In 2017, the Earth gets a smackdown from an alien race. But all ended well, sorta; the humans won, but in order to do so we had to unleash the nukes. So now the bulk of surviving humanity lives on Titan, the largest of Saturn’s moons. A small handful of survivors are the “clean-up crew”, extracting what little viable resources earth has left for use in our new planetary digs. How does war veteran Jack Harper (Tom Cruise) know that’s true? Because that’s what he was told after a “mandatory memory wipe” a few years back. Does anyone else think that’s kinda fishy? That’s an affirmative, y’all.

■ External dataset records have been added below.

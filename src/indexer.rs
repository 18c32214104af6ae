//! Indexing orchestration.
//!
//! Two entry points:
//! - [`index_paths`]: summarize and persist individual image files, one
//!   path fully processed before the next.
//! - [`summarize_frames`]: run the batched pipeline over an in-memory
//!   chunk map; persistence is the caller's responsibility.
//!
//! Nothing here is transactional. A crash mid-loop leaves already-indexed
//! paths persisted and the rest untouched, and re-running re-indexes
//! everything under fresh file ids.

use std::collections::HashMap;
use std::path::Path;

use bytes::Bytes;
use serde::Serialize;
use serde_json::json;
use uuid::Uuid;

use crate::config::PipelineOptions;
use crate::embedding::build_embedding_text;
use crate::pipeline::{dispatch_batches, group_by_chunk, GroupedResults, ImageUnit};
use crate::store::GraphStore;
use crate::summarize::summarize_image;
use crate::vision::VisionProvider;

/// Per-path outcome of [`index_paths`].
///
/// `file_id` is assigned once a summary exists, so a persistence failure
/// still reports the id it was attempted under.
#[derive(Debug, Clone, Serialize)]
pub struct IndexResult {
    pub path: String,
    pub file_id: Option<String>,
    pub indexed: bool,
    #[serde(skip_serializing_if = "Option::is_none")]
    pub error: Option<String>,
}

impl IndexResult {
    fn skipped(path: &str, error: impl Into<String>) -> Self {
        Self {
            path: path.to_string(),
            file_id: None,
            indexed: false,
            error: Some(error.into()),
        }
    }
}

/// Summarize and persist each path in order.
///
/// Every input path appears in the returned report exactly once; failures
/// are captured per path and never abort the loop.
pub async fn index_paths<P, S>(provider: &P, store: &S, paths: &[String]) -> Vec<IndexResult>
where
    P: VisionProvider + ?Sized,
    S: GraphStore + ?Sized,
{
    if paths.is_empty() {
        tracing::info!("No file paths provided, skipping image indexing");
        return Vec::new();
    }

    let mut results = Vec::with_capacity(paths.len());
    for path in paths {
        results.push(index_one(provider, store, path).await);
    }
    results
}

async fn index_one<P, S>(provider: &P, store: &S, path: &str) -> IndexResult
where
    P: VisionProvider + ?Sized,
    S: GraphStore + ?Sized,
{
    if !Path::new(path).exists() {
        tracing::warn!(path, "Skipping: not found");
        return IndexResult::skipped(path, "Path not found");
    }

    let bytes = match tokio::fs::read(path).await {
        Ok(b) => b,
        Err(e) => {
            tracing::warn!(path, error = %e, "Skipping: bytes extraction failed");
            return IndexResult::skipped(path, format!("Bytes extraction failed: {e}"));
        }
    };

    let image_id = Path::new(path)
        .file_stem()
        .map(|s| s.to_string_lossy().into_owned())
        .unwrap_or_else(|| path.to_string());

    let result = summarize_image(provider, &image_id, &bytes, mime_hint_for(path)).await;
    let summary = match result.summary {
        Some(s) => s,
        None => {
            let error = result
                .error
                .unwrap_or_else(|| "Summary failed".to_string());
            tracing::warn!(path, error = %error, "Skipping: summary failed");
            return IndexResult::skipped(path, error);
        }
    };

    // A file id exists from here on, even if persistence fails below.
    let file_id = Uuid::new_v4().to_string();

    let payload = json!({
        "path": path,
        "summary": summary,
        "created_at": chrono::Utc::now().to_rfc3339(),
    });
    let embedding_text = build_embedding_text(&summary);

    let persisted = async {
        store.create_image(&file_id, &payload.to_string(), path).await?;
        store
            .create_image_embeddings(&file_id, &embedding_text, path)
            .await?;
        anyhow::Ok(())
    }
    .await;

    match persisted {
        Ok(()) => {
            tracing::info!(path, file_id = %file_id, "Indexed image");
            IndexResult {
                path: path.to_string(),
                file_id: Some(file_id),
                indexed: true,
                error: None,
            }
        }
        Err(e) => {
            tracing::error!(path, file_id = %file_id, error = %e, "Indexing failed");
            IndexResult {
                path: path.to_string(),
                file_id: Some(file_id),
                indexed: false,
                error: Some(e.to_string()),
            }
        }
    }
}

/// Run the batched pipeline over an in-memory chunk map.
///
/// Frames are flattened in key order, then index order, dispatched with
/// the configured bounds, and regrouped by chunk. No persistence happens
/// here; callers decide what to do with the grouped results.
pub async fn summarize_frames<P>(
    provider: &P,
    options: &PipelineOptions,
    frames: &HashMap<String, Vec<Bytes>>,
) -> GroupedResults
where
    P: VisionProvider + ?Sized,
{
    if frames.is_empty() {
        tracing::info!("No frames provided, skipping summarization");
        return GroupedResults::new();
    }

    let mut keys: Vec<&String> = frames.keys().collect();
    keys.sort();

    let mut units = Vec::new();
    for key in keys {
        for (index, bytes) in frames[key].iter().enumerate() {
            units.push(ImageUnit {
                chunk_key: key.clone(),
                index,
                bytes: bytes.clone(),
            });
        }
    }

    let flat = dispatch_batches(provider, units, options).await;
    group_by_chunk(flat)
}

/// Format hint for the data URI, taken from the file extension.
fn mime_hint_for(path: &str) -> &'static str {
    let ext = Path::new(path)
        .extension()
        .and_then(|e| e.to_str())
        .map(|e| e.to_ascii_lowercase());
    match ext.as_deref() {
        Some("png") => "png",
        Some("gif") => "gif",
        Some("webp") => "webp",
        _ => "jpeg",
    }
}

#[cfg(test)]
mod tests {
    use std::io::Write;
    use std::sync::atomic::{AtomicUsize, Ordering};

    use async_trait::async_trait;
    use serde_json::Value;

    use crate::summarize::to_data_uri;

    use super::*;

    struct FakeVision {
        calls: AtomicUsize,
        fail_uri: Option<String>,
    }

    impl FakeVision {
        fn new() -> Self {
            Self {
                calls: AtomicUsize::new(0),
                fail_uri: None,
            }
        }

        fn failing_on(bytes: &[u8], mime_hint: &str) -> Self {
            Self {
                calls: AtomicUsize::new(0),
                fail_uri: Some(to_data_uri(bytes, mime_hint)),
            }
        }
    }

    #[async_trait]
    impl VisionProvider for FakeVision {
        async fn describe_image(
            &self,
            _prompt: &str,
            image_data_uri: &str,
        ) -> anyhow::Result<String> {
            self.calls.fetch_add(1, Ordering::SeqCst);
            if self.fail_uri.as_deref() == Some(image_data_uri) {
                anyhow::bail!("model unavailable");
            }
            Ok(r#"{"summary": "a frame", "objects": ["thing"]}"#.to_string())
        }
    }

    struct FakeStore {
        images: AtomicUsize,
        embeddings: AtomicUsize,
        fail: bool,
    }

    impl FakeStore {
        fn new() -> Self {
            Self {
                images: AtomicUsize::new(0),
                embeddings: AtomicUsize::new(0),
                fail: false,
            }
        }

        fn failing() -> Self {
            Self {
                fail: true,
                ..Self::new()
            }
        }

        fn total_calls(&self) -> usize {
            self.images.load(Ordering::SeqCst) + self.embeddings.load(Ordering::SeqCst)
        }
    }

    #[async_trait]
    impl GraphStore for FakeStore {
        async fn create_image(
            &self,
            _file_id: &str,
            _content: &str,
            _path: &str,
        ) -> anyhow::Result<Value> {
            if self.fail {
                anyhow::bail!("store unreachable");
            }
            self.images.fetch_add(1, Ordering::SeqCst);
            Ok(Value::Null)
        }

        async fn create_image_embeddings(
            &self,
            _file_id: &str,
            _content: &str,
            _path: &str,
        ) -> anyhow::Result<Value> {
            if self.fail {
                anyhow::bail!("store unreachable");
            }
            self.embeddings.fetch_add(1, Ordering::SeqCst);
            Ok(Value::Null)
        }
    }

    fn temp_image(contents: &[u8]) -> tempfile::NamedTempFile {
        let mut file = tempfile::Builder::new().suffix(".jpg").tempfile().unwrap();
        file.write_all(contents).unwrap();
        file.flush().unwrap();
        file
    }

    #[tokio::test]
    async fn empty_path_list_short_circuits() {
        let provider = FakeVision::new();
        let store = FakeStore::new();
        let results = index_paths(&provider, &store, &[]).await;
        assert!(results.is_empty());
        assert_eq!(store.total_calls(), 0);
    }

    #[tokio::test]
    async fn missing_path_reports_without_any_service_call() {
        let provider = FakeVision::new();
        let store = FakeStore::new();
        let results =
            index_paths(&provider, &store, &["/nonexistent/frame.jpg".to_string()]).await;

        assert_eq!(results.len(), 1);
        assert_eq!(results[0].path, "/nonexistent/frame.jpg");
        assert!(results[0].file_id.is_none());
        assert!(!results[0].indexed);
        assert_eq!(results[0].error.as_deref(), Some("Path not found"));
        assert_eq!(provider.calls.load(Ordering::SeqCst), 0);
        assert_eq!(store.total_calls(), 0);
    }

    #[tokio::test]
    async fn one_summary_failure_leaves_the_other_path_indexed() {
        let good = temp_image(b"good-frame");
        let bad = temp_image(b"bad-frame");
        let provider = FakeVision::failing_on(b"bad-frame", "jpeg");
        let store = FakeStore::new();

        let paths = vec![
            good.path().to_string_lossy().into_owned(),
            bad.path().to_string_lossy().into_owned(),
        ];
        let results = index_paths(&provider, &store, &paths).await;

        assert_eq!(results.len(), 2);

        assert!(results[0].indexed);
        assert!(results[0].file_id.is_some());
        assert!(results[0].error.is_none());

        assert!(!results[1].indexed);
        assert!(results[1].file_id.is_none());
        assert_eq!(results[1].error.as_deref(), Some("model unavailable"));

        // Only the successful path reached the store.
        assert_eq!(store.images.load(Ordering::SeqCst), 1);
        assert_eq!(store.embeddings.load(Ordering::SeqCst), 1);
    }

    #[tokio::test]
    async fn persistence_failure_keeps_the_assigned_file_id() {
        let image = temp_image(b"frame");
        let provider = FakeVision::new();
        let store = FakeStore::failing();

        let paths = vec![image.path().to_string_lossy().into_owned()];
        let results = index_paths(&provider, &store, &paths).await;

        assert_eq!(results.len(), 1);
        assert!(!results[0].indexed);
        assert!(results[0].file_id.is_some());
        assert_eq!(results[0].error.as_deref(), Some("store unreachable"));
    }

    #[tokio::test]
    async fn frames_map_is_summarized_and_grouped() {
        let provider = FakeVision::new();
        let frames = HashMap::from([
            (
                "clip-a".to_string(),
                vec![Bytes::from_static(b"a0"), Bytes::from_static(b"a1")],
            ),
            ("clip-b".to_string(), vec![Bytes::from_static(b"b0")]),
        ]);

        let grouped = summarize_frames(&provider, &PipelineOptions::default(), &frames).await;

        assert_eq!(grouped.len(), 2);
        assert_eq!(grouped["clip-a"].len(), 2);
        assert_eq!(grouped["clip-b"].len(), 1);
        assert!(grouped
            .values()
            .flatten()
            .all(|entry| entry.summary.is_some()));
        assert_eq!(provider.calls.load(Ordering::SeqCst), 3);
    }

    #[tokio::test]
    async fn empty_frames_map_short_circuits() {
        let provider = FakeVision::new();
        let grouped =
            summarize_frames(&provider, &PipelineOptions::default(), &HashMap::new()).await;
        assert!(grouped.is_empty());
        assert_eq!(provider.calls.load(Ordering::SeqCst), 0);
    }

    #[test]
    fn mime_hint_follows_the_extension() {
        assert_eq!(mime_hint_for("a/b/frame.PNG"), "png");
        assert_eq!(mime_hint_for("frame.webp"), "webp");
        assert_eq!(mime_hint_for("frame.jpg"), "jpeg");
        assert_eq!(mime_hint_for("frame"), "jpeg");
    }
}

Writer/Director Joseph Kosinski brings all the beauty and futuristic minimalism of his Tron: Legacy to this film. He also brings along just about every sci-fi allusion you can think of. “Look, that’s just like Planet of the Apes!” “Whoa — that’s so totally Matrix!” “Hey, don’t the ‘Scavs’ look like Sand Raiders mixed with Mad Max?” “Oh, that’s so Fahrenheit 451!” You’ll be thinking all that and more. Because it’s true; this movie feels like a Frankenstein creation of many different bits and pieces of what has come before.
Kosinski gets away with it by keeping the pacing brisk. It’s a little uneven in parts (this movie is two very long hours, and you’ll feel every minute of it) but the ride gives great view. Art direction and cinematography is A+, and worth the IMAX investment if you’re near a theater that has that on offer. Destroyed stadiums, the ruins of New York Library (why do so many post-apocalyptic films put a hurtin’ on this library? What did it ever do to anyone?) and the Empire State Building covered in dirt up to it’s observation tower. The futuristic gee-gaws are lovely too, and I’d pay good money to stay in the house Jack and his team member Victoria (Andrea Riseborough) call home.
As folks with a different viewpoint (more would be a spoiler, but after about 10 minutes into Oblivion you’ll be able to suss it out yourself), Morgan Freeman and Game of Thrones‘ Nikolaj Coster-Waldau are suitably badass. Melissa Leo brings her considerable talents to bear as Jack and Victoria’s off-Earth contact Sally. And Quantum of Solace’s Olga Kurylenko plays an astronaut that crash-lands onto Earth and may have much more information than Jack can handle. She’s more than just the pretty sidekick here, though only by a nose. Oh, and Cruise is excellent, but you’ve seen this devil-may-care-hero in Top Gun, Mission Impossible, The Last Samurai….
Watching Oblivion will be an endurance test of how much rehash you can endure, and how long you can sit still while the plot drags on and on. But it’s an effective, beautiful ride if you’ve got a comfy seat, popcorn in your hand, and no other plans. Whether you choose the red pill or the blue is up to you.